A quick trip - only one full day available - but on the plus side hardly any time-change from the UK, good light, and generally pretty good weather. We don’t come here very often and official airline advice is “BE CAREFUL”! Lagos really is one of those destinations that potentially must be good - it’s coastal, many European-breeding birds winter throughout western Africa, and a good number of the local species are tolerant of scrub and messed-up habitats - if only there was more bird-information available, and if only this middle-class Englishman wasn’t quite so nervous of losing his binoculars to a cash-strapped local…

Actually even if I was feeling a little braver, as it is I’m just not in the mood for ’setting forth into the unknown’ this trip, and so the hotel gardens will have to do. Last time I came here I remember they weren’t too bad: a swampy, unkempt rough area that looked pretty good, a very tall bare tree that held a number of dove species and my first ever Red-vented Malimbe, a fair-size lawn and a few trees - who needs to go anywhere else?


Oh. Surprise, surprise…the rest of the world has developed fast in the last decade, so imagining that the garden in a top hotel in Nigeria’s largest city would still be “swampy, unkempt, and rough” is impossibly naive…

The tall tree and the Malimbes have long gone, and the swampy area is now a double tennis court. The lawn, at least, is still there and being stalked by the ubiquitous Cattle Egrets and Laughing Doves that are such a feature of Africa. There’s a little herb garden too (which more of later), a few trees, and a bit of a track following the vegetation along the boundary wall: oh well, needs must, as the saying goes…


Pre-breeding Cattle Egret
Pre-breeding Cattle Egret

Having lost so much potentially interesting habtat within the hotel walls, it’s noticeable here that the habitat right outside the hotel looks pretty good though. Perched on one edge of a small valley, the hotel looks over some rough dirt-ground that holds a couple of belligerent-looking goats and then sweeps down into - what from a distance - looks like the origin of the swampy ground that once must have reached further up the hill. A green swathe of short trees, tangled shrubs, creepers and climbers…Worth a look later on? For sure…

But first a good look around the garden…

Hmm, it’s not going to take too long to describe the less-than abundant avifauna unfortunately.
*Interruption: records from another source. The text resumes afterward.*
#[cfg(test)]
mod tests {
    use super::*;
    use crate::providers::types::{ChatResponse, TokenUsage, ToolDefinition};
    use async_trait::async_trait;
    use std::sync::Mutex;

    /// Scripted provider: pops pre-canned responses and records each prompt
    struct ScriptedProvider {
        responses: Mutex<Vec<Result<ChatResponse>>>,
        seen_prompts: Mutex<Vec<String>>,
    }

    impl ScriptedProvider {
        fn new(responses: Vec<Result<ChatResponse>>) -> Self {
            Self {
                responses: Mutex::new(responses),
                seen_prompts: Mutex::new(Vec::new()),
            }
        }

        fn text_response(text: &str) -> ChatResponse {
            ChatResponse {
                blocks: vec![ChatResponseBlock::Text {
                    text: text.to_string(),
                }],
                stop_reason: StopReason::EndTurn,
                usage: TokenUsage {
                    input_tokens: 10,
                    output_tokens: 5,
                },
            }
        }

        fn tool_call_response(name: &str, input: serde_json::Value) -> ChatResponse {
            ChatResponse {
                blocks: vec![ChatResponseBlock::ToolCall {
                    id: "tc_1".to_string(),
                    name: name.to_string(),
                    input,
                }],
                stop_reason: StopReason::ToolUse,
                usage: TokenUsage {
                    input_tokens: 10,
                    output_tokens: 5,
                },
            }
        }
    }

    #[async_trait]
    impl LlmProvider for ScriptedProvider {
        fn provider_name(&self) -> &str {
            "scripted"
        }

        fn model(&self) -> &str {
            "scripted-model"
        }

        async fn chat(
            &self,
            messages: &[ChatMessage],
            _tools: &[ToolDefinition],
            _system: &str,
        ) -> Result<ChatResponse> {
            if let Some(ChatMessage {
                content: ChatMessageContent::Text(text),
                ..
            }) = messages.first()
            {
                self.seen_prompts.lock().unwrap().push(text.clone());
            }
            self.responses
                .lock()
                .unwrap()
                .remove(0)
        }
    }

    fn two_task_crew() -> Crew {
        let agents = vec![
            Agent::new("Researcher", "Research things", "Curious")
                .with_tools(&["search_flight_prices"]),
            Agent::new("Writer", "Write things up", "Succinct"),
        ];
        let tasks = vec![
            Task::new("research", "Do the research", "Raw findings", "Researcher"),
            Task::new("write", "Write the report", "Final report", "Writer"),
        ];
        Crew::sequential(agents, tasks).unwrap()
    }

    #[test]
    fn test_sequential_rejects_unknown_agent() {
        let agents = vec![Agent::new("Researcher", "g", "b")];
        let tasks = vec![Task::new("t", "d", "e", "Nobody")];
        let result = Crew::sequential(agents, tasks);
        assert!(result.unwrap_err().to_string().contains("Nobody"));
    }

    #[test]
    fn test_sequential_rejects_empty() {
        assert!(Crew::sequential(vec![], vec![]).is_err());
        let agents = vec![Agent::new("A", "g", "b")];
        assert!(Crew::sequential(agents, vec![]).is_err());
    }

    #[tokio::test]
    async fn test_kickoff_runs_tasks_in_order() {
        let crew = two_task_crew();
        let provider = ScriptedProvider::new(vec![
            Ok(ScriptedProvider::text_response("flight findings")),
            Ok(ScriptedProvider::text_response("final plan")),
        ]);
        let registry = ToolRegistry::with_research_tools();

        let output = crew.kickoff(&provider, &registry, "Trip to Iceland").await;

        assert!(output.is_success());
        assert_eq!(output.results.len(), 2);
        assert_eq!(output.results[0].task, "research");
        assert_eq!(output.results[1].task, "write");
        assert_eq!(output.final_report(), Some("final plan"));
        assert_eq!(output.usage.api_calls, 2);
        assert_eq!(output.usage.total_tokens(), 30);
    }

    #[tokio::test]
    async fn test_kickoff_forwards_prior_output_as_context() {
        let crew = two_task_crew();
        let provider = ScriptedProvider::new(vec![
            Ok(ScriptedProvider::text_response("flight findings")),
            Ok(ScriptedProvider::text_response("final plan")),
        ]);
        let registry = ToolRegistry::with_research_tools();

        crew.kickoff(&provider, &registry, "Trip to Iceland").await;

        let prompts = provider.seen_prompts.lock().unwrap();
        assert_eq!(prompts.len(), 2);
        // First task sees no prior findings
        assert!(!prompts[0].contains("Findings from earlier crew members"));
        assert!(prompts[0].contains("Trip to Iceland"));
        // Second task sees the first task's output
        assert!(prompts[1].contains("Findings from earlier crew members"));
        assert!(prompts[1].contains("flight findings"));
        assert!(prompts[1].contains("Researcher"));
    }

    #[tokio::test]
    async fn test_kickoff_executes_tool_calls() {
        let crew = two_task_crew();
        let provider = ScriptedProvider::new(vec![
            Ok(ScriptedProvider::tool_call_response(
                "search_flight_prices",
                serde_json::json!({"destination": "Iceland"}),
            )),
            Ok(ScriptedProvider::text_response("flight findings")),
            Ok(ScriptedProvider::text_response("final plan")),
        ]);
        let registry = ToolRegistry::with_research_tools();

        let output = crew.kickoff(&provider, &registry, "Trip to Iceland").await;

        assert!(output.is_success());
        assert_eq!(output.usage.tool_calls, vec!["search_flight_prices"]);
        assert_eq!(output.usage.api_calls, 3);
    }

    #[tokio::test]
    async fn test_tool_error_is_fed_back_not_fatal() {
        let crew = two_task_crew();
        // The researcher asks for a tool outside its allowlist; the error is
        // surfaced as a tool result and the model recovers
        let provider = ScriptedProvider::new(vec![
            Ok(ScriptedProvider::tool_call_response(
                "search_hotel_options",
                serde_json::json!({}),
            )),
            Ok(ScriptedProvider::text_response("recovered findings")),
            Ok(ScriptedProvider::text_response("final plan")),
        ]);
        let registry = ToolRegistry::with_research_tools();

        let output = crew.kickoff(&provider, &registry, "Trip to Iceland").await;
        assert!(output.is_success());
    }

    #[tokio::test]
    async fn test_failed_task_stops_the_run() {
        let crew = two_task_crew();
        let provider = ScriptedProvider::new(vec![Err(anyhow!("API request failed"))]);
        let registry = ToolRegistry::with_research_tools();

        let output = crew.kickoff(&provider, &registry, "Trip to Iceland").await;

        assert!(!output.is_success());
        assert_eq!(output.results.len(), 1);
        assert_eq!(output.results[0].status, TaskStatus::Failed);
        assert!(output.final_report().is_none());
    }

    #[tokio::test]
    async fn test_runaway_tool_loop_is_bounded() {
        let crew = two_task_crew();
        // Always asks for another tool call; the loop must give up
        let responses: Vec<Result<ChatResponse>> = (0..12)
            .map(|_| {
                Ok(ScriptedProvider::tool_call_response(
                    "search_flight_prices",
                    serde_json::json!({"destination": "Iceland"}),
                ))
            })
            .collect();
        let provider = ScriptedProvider::new(responses);
        let registry = ToolRegistry::with_research_tools();

        let output = crew.kickoff(&provider, &registry, "Trip to Iceland").await;
        assert!(!output.is_success());
        assert!(output.results[0].output.contains("maximum iterations"));
    }
}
A couple of African Thrushes disappear like scalded cats into the densest vegetation whenever I appear, a Fork-tailed Drongo or two swooping from their perches at flying insects, Little Swifts chasing some even littler insects across the sky, a Shikra hurtling through the garden, two wary (and accurately-named) Splendid Glossy Starlings investigating a small rubbish dump, and a handful of Yellow-billed Kite spiralling lethargically out over the valley, their yellow bills, dark plumage, and strongly-forked tails separating them from any migrant Black Kites that conceivably could be here too.


Yellow-billed Kite
Yellow-billed Kite

Splendid Glossy Starling
Splendid Glossy Starling

The herb garden is only small, but is well-watered and tended by an ex-patriot German working at the hotel who - thankfully - has some interest in birds and tells me that the male Shikra that I saw earlier often perches in a tree opposite his suite on the fourth floor. Would I like to come and photograph it? Let me think about that…more Cattle Egrets in the now sweltering heat, or a reasonably close Shikra from the cool of an air-conditioned room? The Shikra (and the air-conditioning) wins…



Shikra Accipiter badius

Two things I didn’t know about Shikras:

  1. When they’re sat in a tree they don’t move all that much
  2. When they decide to leave the tree they move really, really fast…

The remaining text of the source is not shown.